John Linton
An Exetel employee sent me this link yesterday:
http://torrentfreak.com//images/vuze-pl ... esults.pdf
as it amused him to see what seems to be the 'outing' of several 'high profile' Australian ISP executives as having lied to the industry and their customers for some considerable time about whether or not they treat P2P traffic differently to other traffic on their parts of the network.
If you've been involved with, or an observer of, Exetel for any length of time you may recall the torrent of abuse and derision heaped upon our small company when we publicly announced that the rapid, and increasing growth in P2P traffic had to be addressed by us as it was 'swamping' our available bandwidth at peak times - mainly at night on week days between 8 pm and 1 am. This was mainly on third party forums and predominantly 'authored' by the psychologically challenged fanatical supporters of other ISPs.
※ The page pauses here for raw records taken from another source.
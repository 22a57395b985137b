use std::sync::Arc;
use std::time::Duration;

use chrono::Utc;
use reqwest::StatusCode;
use tokio::time::sleep;
use tracing::{error, info, warn};

use crate::models::payment::{Payment, ProcessorPayload, QueuedPayment};
use crate::services::health_monitor::HealthMonitor;
use crate::services::processor_client::ProcessorClient;
use crate::store::payments::{processing_key, PaymentStore};
use crate::utils::money;

const IDLE_POLL: Duration = Duration::from_millis(200);
const BACKEND_RETRY: Duration = Duration::from_millis(500);

// Pool de workers que drena a fila de entrada compartilhada. Cada worker
// tem uma fila privada de in-flight com o próprio índice na chave, então
// um claim que morre junto com a réplica continua lá para recuperação.
pub struct Distributor {
    store: PaymentStore,
    health: Arc<HealthMonitor>,
    client: Arc<ProcessorClient>,
}

impl Distributor {
    pub fn new(
        store: PaymentStore,
        health: Arc<HealthMonitor>,
        client: Arc<ProcessorClient>,
    ) -> Self {
        Self {
            store,
            health,
            client,
        }
    }

    // Índices estáveis entre restarts: a réplica reinicia e reusa as
    // mesmas filas privadas
    pub fn spawn_workers(self: Arc<Self>, workers: usize) {
        for index in 0..workers {
            let distributor = self.clone();
            tokio::spawn(async move { distributor.worker_loop(index).await });
        }
        info!("started {} payment workers", workers);
    }

    async fn worker_loop(&self, index: usize) {
        let processing_key = processing_key(index);
        loop {
            match self.store.claim_next(&processing_key).await {
                Ok(Some(raw)) => self.handle_claim(&processing_key, &raw).await,
                Ok(None) => sleep(IDLE_POLL).await,
                Err(err) => {
                    warn!("worker {} failed to claim from intake: {}", index, err);
                    sleep(BACKEND_RETRY).await;
                }
            }
        }
    }

    async fn handle_claim(&self, processing_key: &str, raw: &str) {
        let queued: QueuedPayment = match serde_json::from_str(raw) {
            Ok(queued) => queued,
            Err(err) => {
                // Payload corrompido: descartar é melhor que ficar em loop
                error!("discarding unparseable queue entry: {}", err);
                self.drop_claim(processing_key, raw).await;
                return;
            }
        };

        let requested_at = queued.requested_at.unwrap_or_else(Utc::now);

        let target = self.health.current().await;
        let payload = ProcessorPayload {
            correlation_id: queued.correlation_id,
            amount: money::cents_to_decimal(queued.amount),
            requested_at,
        };

        match self.client.send_payment(&target.url, &payload).await {
            Ok(status) if status.is_success() => {
                let payment = Payment {
                    correlation_id: queued.correlation_id,
                    amount: queued.amount,
                    service: target.service,
                    requested_at,
                };
                if let Err(err) = self.store.store_payment(&payment).await {
                    // O processor já aceitou a cobrança; reprocessar seria
                    // cobrança dupla, então o claim sai da fila mesmo assim
                    error!(
                        "payment {} accepted by {} but not recorded: {}",
                        payment.correlation_id,
                        target.service.as_str(),
                        err
                    );
                }
                self.drop_claim(processing_key, raw).await;
            }
            Ok(status) if status == StatusCode::TOO_MANY_REQUESTS => {
                // TODO: tentar o outro processor uma vez antes de
                // reenfileirar no 429; hoje sempre reenfileira
                self.requeue_claim(processing_key, raw).await;
            }
            Ok(status) => {
                warn!(
                    "processor {} rejected payment {} with status {}",
                    target.service.as_str(),
                    queued.correlation_id,
                    status
                );
                self.requeue_claim(processing_key, raw).await;
            }
            Err(err) => {
                warn!(
                    "failed to reach processor {}: {}",
                    target.service.as_str(),
                    err
                );
                self.requeue_claim(processing_key, raw).await;
            }
        }
    }

    // Devolve o claim para a fila de entrada e só então limpa a fila
    // privada. Se o requeue falhar, o claim fica in-flight para
    // recuperação em vez de se perder.
    async fn requeue_claim(&self, processing_key: &str, raw: &str) {
        if let Err(err) = self.store.enqueue(raw).await {
            warn!("failed to requeue payment: {}", err);
            return;
        }
        self.drop_claim(processing_key, raw).await;
    }

    async fn drop_claim(&self, processing_key: &str, raw: &str) {
        if let Err(err) = self.store.release_claim(processing_key, raw).await {
            warn!("failed to clear claim from {}: {}", processing_key, err);
        }
    }
}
However much of the 'forensic' attack was written, usually anonymously, by ISP employees and in several cases by very senior ISP management.
The reasons for Exetel using technology to identify P2P traffic and restrict the bandwidth made available to those protocols were simple, blindingly obvious and absolutely commercially necessary at the time we introduced them. They were, in fact, so blindingly obvious and commercially necessary that I made the comment at the time that EVERY ISP in Australia would now do the same as Exetel planned if, in fact, they had not already done it.
....and, of course other ISPs had already done so and over the succeeding 12 months EVERY ISP in Australia that had not done so followed Exetel's 'lead' and bought the same equipment that Exetel 'pioneered' in Australia or equipment from other similar companies.
ALL other ISPs continued to deny that they were, or ever would, do what Exetel had publicly stated it would do and made condescending comments about "little' ISPs that 'didn't have the money to provision a network properly" - and much worse than that thereby encouraging a more widespread encouragement of written abuse in the various on line and even print media.
It never concerned me as it did no damage to Exetel's short or medium term business and I took great pleasure in the public squirming and verbal 'back pedaling' that the various other ISPs who had so vehemently denied using P2P controls when they were exposed as pointless liars by events and the evidence of their own user's.
An extraction of Australian ISPs from the article referenced above gives the following:
ISP: Median Reset Rate
AAPT: 20.23%
Westnet: 13.86%
Adam Internet: 13.33%
Internode: 12.24%
Exetel: 11.45%
Telstra Bigpond: 11.31%
IInet: 10.21%
Netspace: 10.07%
TPG: 9.98%
If this information is to be believed, and I'm not sure that it is correct (I'm not technical enough to know one way or the other but I actually don't believe that Exetel uses the sort of processes described in the article) then the ISP who made the most 'attacks' on Exetel about P2P controls and who persistently went to great pains to publicly state that "we do not constrain P2P traffic in any way on our network"
INTERNODE
appears, from this article's analysis, to apply greater constraints than Exetel does.
I have no idea whether that's true or not but what I do know for a fact is (based on seeing the equipment in their racks at Data Centre's Exetel employees visited) is that several the ISPs who were so emphatically denying that they were constraining P2P traffic had installed either the same manufacturer's equipment as Exetel had done or equipment form a similar manufacturer.
Does it really matter?
Not remotely from my point of view......
.....though you do have to wonder why so many, apparently senior managers within Australian ISPs, seem to believe they can and should lie so obviously about something that will, sooner or later, demonstrate them to be untrustworthy public spokesmen for their companies.
Ironically, as no-one who so publicly criticised Exetel bothered to understand from the announcement on P2P controls made by Exetel (and I have to confess that I did try and write that announcement in a way that the information may have been missed by the more strident idiots who, for reasons known only to themselves, seem to only exist to make derogatory remarks about our small company) P2P controls were simply a first, and transient, phase of dealing with the effects of P2P on network management and provisioning.
Since that time Exetel has put in place the second phase (P2P caching) and will complete the third phase by the end of this year.
In the mean time the amount of 'constraint' on P2P traffic continues to decrease month by month, at least as implemented by Exetel, and in any event the actual implementations over the time we've had them in place have made only minimal differences in download speeds to the vast majority of P2P users of the Exetel services.
There will continue to be challenges in adapting networks to handle multi-thread processes which are just one more challenge to be handled by any organisation that provides network based services.